Most "Hot Hits" stations used a jingle package from TM Productions, Inc. (now TM Studios) of Dallas, Texas, known initially as "The Actualizers" and syndicated combined with another package as "Fusion" by 1982, however both "The Actualizers" and "Fusion" cuts had been renamed the jingles as "Hot Hits!" to solidify its association with Joseph's stations (although the jingle package was not exclusive to Joseph-consulted stations, and in fact was used by some stations which programmed Oldies or even Country formats). The jingles were often played back-to-back two or three in a row.

Both the "Actualizers" and the "Fusion" jingles were actually created for TM in Los Angeles by Dick Hamilton. The original versions were sung in Los Angeles in Dick's studios by the Ron Hicklin Singers, but by the time of the "Hot Hits!" format, the vocals were recorded exclusively in Dallas. Many of the station references for the "Hot Hits!" jingles reside in the archives of Media Preservation Foundation.

==Formatics==

The creation of "Hot Hits" was Mike Joseph's method of combating the "more music, less personality" approach that was becoming prevalent on Top 40 radio at the time, as well as the splintering of Top 40 into urban-leaning, adult contemporary-leaning and album rock-leaning camps, and what Joseph perceived as neglecting the needs of younger listeners aged 12 to 24 to focus solely on older adults. "Hot Hits" stations bucked this trend by playing all the hits on the charts, regardless of genre, whether they were rock, pop, new wave, R&B, AC, heavy metal, disco, country, oldies, or hip-hop.

"Hot Hits" stations played the Top 5 hits every hour and in between other hits on the current chart. The top hits on an average Hot Hits station had a turnover period of 45 minutes to an hour, thus guaranteeing that when listeners tuned in, they were more likely to hear a hit and less likely to hear a "stiff" or a "bomb." They often also featured cuts from current chart albums, even if those cuts happened to be songs which had already charted and would have been considered recurrent or gold otherwise.
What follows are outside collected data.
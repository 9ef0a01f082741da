use std::collections::BTreeMap;
use std::env;
use std::io::Cursor;
use std::sync::Arc;
use std::time::Duration;

use anyhow::{anyhow, Context};
use base64::engine::general_purpose::STANDARD as BASE64;
use base64::Engine as _;
use image::{ImageFormat, Rgb, RgbImage};
use reqwest::blocking::{Client as HttpClient, Response as HttpResponse};
use reqwest::StatusCode;
use serde_json::{json, Value};
use sha2::{Digest, Sha256};
use thiserror::Error;

pub const DEFAULT_IMAGEN_MODEL: &str = "imagen-3.0-generate-002";

/// Fixed generation settings, configured once at startup and applied to
/// every request.
#[derive(Debug, Clone, PartialEq, Eq)]
pub struct GenerationParams {
    pub model: String,
    pub aspect_ratio: String,
    pub safety_filter_level: String,
    pub person_generation: String,
    pub language: String,
}

impl Default for GenerationParams {
    fn default() -> Self {
        Self {
            model: DEFAULT_IMAGEN_MODEL.to_string(),
            aspect_ratio: "3:4".to_string(),
            safety_filter_level: "block_some".to_string(),
            person_generation: "allow_adult".to_string(),
            language: "en".to_string(),
        }
    }
}

#[derive(Debug, Clone, PartialEq, Eq)]
pub struct GeneratedImage {
    pub bytes: Vec<u8>,
    pub mime_type: Option<String>,
}

#[derive(Debug, Error)]
pub enum ProviderError {
    #[error("provider rate limited: {0}")]
    RateLimited(String),
    #[error(transparent)]
    Other(#[from] anyhow::Error),
}

/// An external image generator. `Ok(None)` means the provider answered but
/// produced nothing, typically because a safety filter dropped the image.
pub trait ImageProvider: Send + Sync {
    fn name(&self) -> &str;
    fn generate(
        &self,
        prompt: &str,
        params: &GenerationParams,
    ) -> Result<Option<GeneratedImage>, ProviderError>;
}

#[derive(Default)]
pub struct ImageProviderRegistry {
    providers: BTreeMap<String, Arc<dyn ImageProvider>>,
}

impl ImageProviderRegistry {
    pub fn new() -> Self {
        Self::default()
    }

    pub fn register<P: ImageProvider + 'static>(&mut self, provider: P) {
        self.providers
            .insert(provider.name().to_string(), Arc::new(provider));
    }

    pub fn get(&self, name: &str) -> Option<Arc<dyn ImageProvider>> {
        self.providers.get(name).cloned()
    }

    pub fn names(&self) -> Vec<String> {
        self.providers.keys().cloned().collect()
    }
}

pub fn default_provider_registry() -> ImageProviderRegistry {
    let mut providers = ImageProviderRegistry::new();
    providers.register(DryrunProvider);
    providers.register(ImagenProvider::from_env());
    providers
}

/// Offline provider: a flat PNG whose colour is derived from the prompt.
pub struct DryrunProvider;

impl ImageProvider for DryrunProvider {
    fn name(&self) -> &str {
        "dryrun"
    }

    fn generate(
        &self,
        prompt: &str,
        params: &GenerationParams,
    ) -> Result<Option<GeneratedImage>, ProviderError> {
        let (width, height) = dims_for_aspect_ratio(&params.aspect_ratio, 512);
        let (r, g, b) = color_from_prompt(prompt);
        let mut image = RgbImage::new(width, height);
        for pixel in image.pixels_mut() {
            *pixel = Rgb([r, g, b]);
        }
        let mut encoded = Cursor::new(Vec::new());
        image
            .write_to(&mut encoded, ImageFormat::Png)
            .context("dryrun png encode failed")?;
        Ok(Some(GeneratedImage {
            bytes: encoded.into_inner(),
            mime_type: Some("image/png".to_string()),
        }))
    }
}

/// Imagen over the `:predict` REST endpoint.
pub struct ImagenProvider {
    api_base: String,
    timeout: Duration,
}

impl ImagenProvider {
    pub fn new(api_base: impl Into<String>, timeout: Duration) -> Self {
        Self {
            api_base: api_base.into().trim().trim_end_matches('/').to_string(),
            timeout,
        }
    }

    pub fn from_env() -> Self {
        let api_base = non_empty_env("IMAGEN_API_BASE")
            .or_else(|| non_empty_env("GEMINI_API_BASE"))
            .unwrap_or_else(|| "https://generativelanguage.googleapis.com/v1beta".to_string());
        let timeout = non_empty_env("IMAGEN_TIMEOUT_SECS")
            .and_then(|value| value.parse::<u64>().ok())
            .unwrap_or(120);
        Self::new(api_base, Duration::from_secs(timeout))
    }

    fn api_key() -> Option<String> {
        non_empty_env("IMAGEN_API_KEY")
            .or_else(|| non_empty_env("GEMINI_API_KEY"))
            .or_else(|| non_empty_env("GOOGLE_API_KEY"))
    }

    fn resolve_model_name(raw_model: &str) -> String {
        let trimmed = raw_model.trim().trim_start_matches("models/").to_string();
        match trimmed.to_ascii_lowercase().as_str() {
            "" => DEFAULT_IMAGEN_MODEL.to_string(),
            "imagen-3" | "imagen-3.0" => DEFAULT_IMAGEN_MODEL.to_string(),
            "imagen-4" | "imagen-4.0" => "imagen-4.0-generate-001".to_string(),
            _ => trimmed,
        }
    }

    fn build_payload(prompt: &str, params: &GenerationParams) -> Value {
        json!({
            "instances": [{
                "prompt": prompt,
            }],
            "parameters": {
                "sampleCount": 1,
                "aspectRatio": params.aspect_ratio,
                "safetySetting": params.safety_filter_level,
                "personGeneration": params.person_generation,
                "language": params.language,
            },
        })
    }

    fn extract_predictions(response_payload: &Value) -> anyhow::Result<Vec<GeneratedImage>> {
        let mut out = Vec::new();
        let predictions = response_payload
            .get("predictions")
            .and_then(Value::as_array)
            .cloned()
            .unwrap_or_default();
        for row in predictions {
            let Some(obj) = row.as_object() else {
                continue;
            };
            let encoded = obj
                .get("bytesBase64Encoded")
                .or_else(|| obj.get("bytes_base64_encoded"))
                .and_then(Value::as_str);
            let Some(encoded) = encoded else {
                continue;
            };
            let bytes = BASE64
                .decode(encoded.as_bytes())
                .context("Imagen image base64 decode failed")?;
            out.push(GeneratedImage {
                bytes,
                mime_type: obj
                    .get("mimeType")
                    .or_else(|| obj.get("mime_type"))
                    .and_then(Value::as_str)
                    .map(str::to_string),
            });
        }
        Ok(out)
    }
}

impl ImageProvider for ImagenProvider {
    fn name(&self) -> &str {
        "imagen"
    }

    fn generate(
        &self,
        prompt: &str,
        params: &GenerationParams,
    ) -> Result<Option<GeneratedImage>, ProviderError> {
        let api_key = Self::api_key()
            .ok_or_else(|| anyhow!("IMAGEN_API_KEY, GEMINI_API_KEY, or GOOGLE_API_KEY not set"))?;
        let model = Self::resolve_model_name(&params.model);
        let endpoint = format!("{}/models/{}:predict", self.api_base, model);
        let payload = Self::build_payload(prompt, params);

        // Built per call: the blocking client must not live on an async runtime.
        let http = HttpClient::builder()
            .timeout(self.timeout)
            .build()
            .context("Imagen http client build failed")?;
        let response = http
            .post(&endpoint)
            .query(&[("key", api_key)])
            .json(&payload)
            .send()
            .with_context(|| format!("Imagen request failed ({endpoint})"))?;
        let response_payload = response_json_or_error("Imagen", response)?;
        let mut images = Self::extract_predictions(&response_payload)?;
        if images.is_empty() {
            tracing::warn!(
                model = %model,
                filtered = %filtered_reason(&response_payload).unwrap_or_default(),
                "Imagen returned no images"
            );
            return Ok(None);
        }
        Ok(Some(images.swap_remove(0)))
    }
}

fn response_json_or_error(provider: &str, response: HttpResponse) -> Result<Value, ProviderError> {
    let status = response.status();
    let code = status.as_u16();
    let body = response
        .text()
        .with_context(|| format!("{provider} response body read failed"))?;
    if status == StatusCode::TOO_MANY_REQUESTS || body.contains("RESOURCE_EXHAUSTED") {
        return Err(ProviderError::RateLimited(format!(
            "{provider} quota exceeded ({code}): {}",
            truncate_text(&body, 256)
        )));
    }
    if !status.is_success() {
        return Err(anyhow!(
            "{provider} request failed ({code}): {}",
            truncate_text(&body, 512)
        )
        .into());
    }
    let parsed: Value = serde_json::from_str(&body)
        .with_context(|| format!("{provider} returned invalid JSON payload"))?;
    Ok(parsed)
}

fn filtered_reason(response_payload: &Value) -> Option<String> {
    response_payload
        .get("predictions")
        .and_then(Value::as_array)
        .and_then(|rows| {
            rows.iter()
                .filter_map(Value::as_object)
                .find_map(|row| row.get("raiFilteredReason").and_then(Value::as_str))
        })
        .map(str::to_string)
}

fn dims_for_aspect_ratio(aspect_ratio: &str, long_edge: u32) -> (u32, u32) {
    let parsed = aspect_ratio
        .trim()
        .replace('/', ":")
        .split_once(':')
        .and_then(|(w, h)| Some((w.trim().parse::<f64>().ok()?, h.trim().parse::<f64>().ok()?)))
        .filter(|(w, h)| *w > 0.0 && *h > 0.0);
    let Some((w, h)) = parsed else {
        return (long_edge, long_edge);
    };
    if w >= h {
        (long_edge, ((long_edge as f64) * h / w).round().max(1.0) as u32)
    } else {
        (((long_edge as f64) * w / h).round().max(1.0) as u32, long_edge)
    }
}

fn color_from_prompt(prompt: &str) -> (u8, u8, u8) {
    let digest = Sha256::digest(prompt.as_bytes());
    (digest[0], digest[1], digest[2])
}

fn non_empty_env(key: &str) -> Option<String> {
    env::var(key)
        .ok()
        .map(|value| value.trim().to_string())
        .filter(|value| !value.is_empty())
}

fn truncate_text(value: &str, max_chars: usize) -> String {
    if value.chars().count() <= max_chars {
        return value.to_string();
    }
    value.chars().take(max_chars).collect::<String>() + "…"
}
Joseph put much effort into localizing the sound of his stations by having his DJs frequently mention cities and towns in the stations' listening areas, as well as streets, high and junior high schools, and other local landmarks. Prior to launching each Hot Hits station, he would spend months studying the market and the living patterns of its residents, and he stayed on at each station following its launch until he was certain the station was on the right track. (Usually stations kept him on as a consultant for a 52-week period afterward.)
One of the most frequent contests featured on Hot Hits stations was known as "The Name Game," or "Family Fortune" in some markets in later years. A person with a particular last name or living on a particular street would be called by the DJ and would then be asked the amount of cash in the jackpot in that time. A correct answer meant that the person won all the money in the jackpot; an incorrect answer or busy signal meant that the station would then add more money into the jackpot and try again with a different last name or street. This type of contest giveaway was standard on virtually all Hot Hits outlets consulted by Joseph.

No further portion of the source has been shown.